Here’s the decision. An excerpt is below.
HELD: Application dismissed. There was no question that Alberta had jurisdiction to regulate the sale of fish in the province. The laws establishing this jurisdiction were extended to all Indians including those on reserves by section 12 of the Natural Resources Transfer Agreement. The same section extinguished any right to hunt commercially. The doctrine of interjurisdictional immunity had no application.Both the trial judge and the appeal judge concluded that decisions of the Supreme Court of Canada and of this Court have definitively determined that the Province of Alberta has jurisdiction to regulate the sale of fish by Indians on reserves in the province. The applicants argue that these conclusions evince errors in law. They say the seminal case in this area, Cardinal v.
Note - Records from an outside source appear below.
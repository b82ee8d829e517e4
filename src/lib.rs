//! `superball-launcher` - Launcher for the Super Ball HTML game
//!
//! Lets the player pick a language and version of the game, keeps the
//! preferences in a flat JSON settings file, tracks how often the game was
//! started, and opens the chosen HTML file in the default browser.
//!
//! `LauncherController` owns the shared `ConfigStore` handle and drives the
//! `PathResolver` and `StatsService` over it. Presentation is left to the
//! caller; the bundled binary is a thin text front-end.

// Module declarations
pub mod config;
pub mod controller;
pub mod error;
pub mod paths;
pub mod stats;
pub mod utils;

// Re-export commonly used types
pub use error::{LauncherError, Result};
Alberta (Attorney General) no longer applies because of s. 35 of the Constitution Act, 1982; Alberta has no jurisdiction over fishing and, in any event, no jurisdiction over fishing on an Indian reserve because of s. 10 of the Alberta Natural Resources Transfer Agreement and the decision in R. v. Blais, 2003 SCC 44, [2003] 2 S.C.R. 236. Blais only modified the treaty right to hunt commercially, not to fish commercially; and Alberta lacks the necessary jurisdiction as a result of the application of the doctrine of interjurisdictional immunity. All of the issues raised in this application have been conclusively determined against the applicants or are patently unarguable.